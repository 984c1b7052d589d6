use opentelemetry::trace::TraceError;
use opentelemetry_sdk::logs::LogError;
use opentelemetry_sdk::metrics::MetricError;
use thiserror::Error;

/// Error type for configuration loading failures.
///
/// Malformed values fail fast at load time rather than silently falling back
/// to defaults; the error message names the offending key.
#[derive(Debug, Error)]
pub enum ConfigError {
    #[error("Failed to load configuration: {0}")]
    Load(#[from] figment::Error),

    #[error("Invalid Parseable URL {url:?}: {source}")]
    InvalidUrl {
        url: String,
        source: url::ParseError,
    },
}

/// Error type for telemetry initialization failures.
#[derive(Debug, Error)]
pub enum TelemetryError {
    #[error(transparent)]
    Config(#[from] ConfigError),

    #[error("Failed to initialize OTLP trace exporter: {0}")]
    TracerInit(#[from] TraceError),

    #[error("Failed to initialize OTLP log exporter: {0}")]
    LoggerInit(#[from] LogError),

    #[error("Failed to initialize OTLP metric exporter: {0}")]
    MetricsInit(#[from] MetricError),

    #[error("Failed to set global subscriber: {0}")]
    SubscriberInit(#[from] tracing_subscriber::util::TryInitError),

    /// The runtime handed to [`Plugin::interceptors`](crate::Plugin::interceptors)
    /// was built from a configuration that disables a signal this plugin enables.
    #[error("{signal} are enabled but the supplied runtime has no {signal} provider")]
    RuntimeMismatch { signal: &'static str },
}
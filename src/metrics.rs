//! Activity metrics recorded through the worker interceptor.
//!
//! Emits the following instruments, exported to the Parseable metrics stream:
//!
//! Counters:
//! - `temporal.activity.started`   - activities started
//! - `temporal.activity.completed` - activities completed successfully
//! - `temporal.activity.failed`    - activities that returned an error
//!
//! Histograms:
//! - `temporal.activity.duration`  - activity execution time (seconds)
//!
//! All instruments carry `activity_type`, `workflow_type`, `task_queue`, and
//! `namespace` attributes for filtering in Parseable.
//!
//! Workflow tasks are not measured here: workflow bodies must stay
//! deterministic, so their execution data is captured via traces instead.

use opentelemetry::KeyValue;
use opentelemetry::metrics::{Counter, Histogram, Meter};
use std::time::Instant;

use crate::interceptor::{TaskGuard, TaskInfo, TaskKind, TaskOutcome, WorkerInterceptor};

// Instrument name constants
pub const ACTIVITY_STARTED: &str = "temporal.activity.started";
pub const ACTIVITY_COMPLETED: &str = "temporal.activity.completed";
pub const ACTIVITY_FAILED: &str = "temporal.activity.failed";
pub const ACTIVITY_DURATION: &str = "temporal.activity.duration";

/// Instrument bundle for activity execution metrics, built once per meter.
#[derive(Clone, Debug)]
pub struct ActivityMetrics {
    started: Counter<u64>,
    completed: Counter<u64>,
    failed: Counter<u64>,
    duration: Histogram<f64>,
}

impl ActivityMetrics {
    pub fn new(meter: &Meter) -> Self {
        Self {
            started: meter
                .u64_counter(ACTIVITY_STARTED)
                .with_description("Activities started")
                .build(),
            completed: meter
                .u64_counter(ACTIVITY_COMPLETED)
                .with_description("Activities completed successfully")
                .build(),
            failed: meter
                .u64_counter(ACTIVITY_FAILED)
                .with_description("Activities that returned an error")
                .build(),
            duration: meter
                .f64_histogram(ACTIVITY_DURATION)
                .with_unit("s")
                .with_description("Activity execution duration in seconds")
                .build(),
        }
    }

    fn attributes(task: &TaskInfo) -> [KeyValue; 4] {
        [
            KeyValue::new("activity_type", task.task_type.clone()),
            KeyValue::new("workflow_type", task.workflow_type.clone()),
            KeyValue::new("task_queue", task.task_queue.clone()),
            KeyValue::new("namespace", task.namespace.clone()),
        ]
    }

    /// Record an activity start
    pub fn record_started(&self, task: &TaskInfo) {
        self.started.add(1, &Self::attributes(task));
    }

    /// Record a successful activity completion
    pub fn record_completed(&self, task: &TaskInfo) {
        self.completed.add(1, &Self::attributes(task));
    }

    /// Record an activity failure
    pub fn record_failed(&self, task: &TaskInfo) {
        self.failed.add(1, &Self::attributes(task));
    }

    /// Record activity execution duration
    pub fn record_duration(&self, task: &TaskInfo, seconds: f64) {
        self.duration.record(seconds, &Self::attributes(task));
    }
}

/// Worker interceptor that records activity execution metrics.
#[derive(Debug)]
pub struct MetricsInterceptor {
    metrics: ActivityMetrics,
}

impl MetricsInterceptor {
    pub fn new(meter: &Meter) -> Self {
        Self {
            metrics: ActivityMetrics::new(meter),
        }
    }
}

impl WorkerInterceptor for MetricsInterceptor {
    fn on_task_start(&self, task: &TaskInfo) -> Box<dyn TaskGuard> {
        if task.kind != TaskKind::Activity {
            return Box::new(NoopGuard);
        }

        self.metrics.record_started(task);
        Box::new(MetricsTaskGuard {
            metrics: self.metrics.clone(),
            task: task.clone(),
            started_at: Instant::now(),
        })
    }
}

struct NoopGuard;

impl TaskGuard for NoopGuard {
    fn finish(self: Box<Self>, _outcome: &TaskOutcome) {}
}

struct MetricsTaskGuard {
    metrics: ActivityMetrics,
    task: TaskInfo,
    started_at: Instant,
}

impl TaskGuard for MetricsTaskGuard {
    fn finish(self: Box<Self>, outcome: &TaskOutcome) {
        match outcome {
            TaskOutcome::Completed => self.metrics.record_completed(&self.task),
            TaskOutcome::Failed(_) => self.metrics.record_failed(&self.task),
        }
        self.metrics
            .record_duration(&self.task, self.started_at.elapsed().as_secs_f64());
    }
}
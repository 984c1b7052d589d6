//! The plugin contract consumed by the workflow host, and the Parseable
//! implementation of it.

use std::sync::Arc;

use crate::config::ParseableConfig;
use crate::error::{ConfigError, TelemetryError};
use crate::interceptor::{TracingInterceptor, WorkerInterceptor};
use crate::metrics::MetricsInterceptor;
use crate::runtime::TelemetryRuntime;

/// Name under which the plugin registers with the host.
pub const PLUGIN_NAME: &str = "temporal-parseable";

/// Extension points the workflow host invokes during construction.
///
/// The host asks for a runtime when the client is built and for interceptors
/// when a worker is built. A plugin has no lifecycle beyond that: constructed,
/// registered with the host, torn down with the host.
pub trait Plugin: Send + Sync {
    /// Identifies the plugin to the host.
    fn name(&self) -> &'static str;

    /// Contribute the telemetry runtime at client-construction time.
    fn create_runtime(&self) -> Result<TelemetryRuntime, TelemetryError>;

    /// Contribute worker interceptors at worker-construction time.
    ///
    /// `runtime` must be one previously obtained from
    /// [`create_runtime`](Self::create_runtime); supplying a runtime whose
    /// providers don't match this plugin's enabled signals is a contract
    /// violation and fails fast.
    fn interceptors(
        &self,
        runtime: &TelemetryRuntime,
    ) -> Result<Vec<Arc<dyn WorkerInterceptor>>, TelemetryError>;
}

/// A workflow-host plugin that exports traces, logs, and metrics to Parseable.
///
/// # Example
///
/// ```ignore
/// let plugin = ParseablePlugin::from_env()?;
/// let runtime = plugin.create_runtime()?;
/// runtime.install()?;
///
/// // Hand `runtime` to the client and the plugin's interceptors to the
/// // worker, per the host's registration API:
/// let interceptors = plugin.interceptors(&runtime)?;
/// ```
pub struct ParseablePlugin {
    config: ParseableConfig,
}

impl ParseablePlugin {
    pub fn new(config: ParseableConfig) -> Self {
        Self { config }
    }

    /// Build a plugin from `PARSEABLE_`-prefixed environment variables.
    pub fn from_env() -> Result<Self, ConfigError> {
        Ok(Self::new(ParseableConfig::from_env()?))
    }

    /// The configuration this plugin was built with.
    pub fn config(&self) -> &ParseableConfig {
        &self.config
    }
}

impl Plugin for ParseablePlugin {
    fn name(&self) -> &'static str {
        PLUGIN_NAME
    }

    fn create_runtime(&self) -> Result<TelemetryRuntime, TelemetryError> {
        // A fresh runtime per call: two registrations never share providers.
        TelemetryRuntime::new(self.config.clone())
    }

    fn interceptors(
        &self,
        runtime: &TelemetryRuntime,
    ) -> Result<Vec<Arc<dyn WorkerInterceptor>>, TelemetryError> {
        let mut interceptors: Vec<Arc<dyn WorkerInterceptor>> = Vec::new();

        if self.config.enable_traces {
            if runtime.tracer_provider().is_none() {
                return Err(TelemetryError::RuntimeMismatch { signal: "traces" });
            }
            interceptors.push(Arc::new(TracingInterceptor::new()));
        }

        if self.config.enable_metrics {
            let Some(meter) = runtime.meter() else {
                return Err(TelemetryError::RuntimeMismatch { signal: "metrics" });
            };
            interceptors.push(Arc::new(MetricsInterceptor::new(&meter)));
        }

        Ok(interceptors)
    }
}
========================
■ **Your goal**:
For the listing above, print only the lines starting at the line containing "signal: &'static str" and ending at the line containing "use opentelemetry::KeyValue;", exactly, both included.

■ **Task response**:
    RuntimeMismatch { signal: &'static str },
}
filename src/metrics.rs
//! Activity metrics recorded through the worker interceptor.
//!
//! Emits the following instruments, exported to the Parseable metrics stream:
//!
//! Counters:
//! - `temporal.activity.started`   - activities started
//! - `temporal.activity.completed` - activities completed successfully
//! - `temporal.activity.failed`    - activities that returned an error
//!
//! Histograms:
//! - `temporal.activity.duration`  - activity execution time (seconds)
//!
//! All instruments carry `activity_type`, `workflow_type`, `task_queue`, and
//! `namespace` attributes for filtering in Parseable.
//!
//! Workflow tasks are not measured here: workflow bodies must stay
//! deterministic, so their execution data is captured via traces instead.

use opentelemetry::KeyValue;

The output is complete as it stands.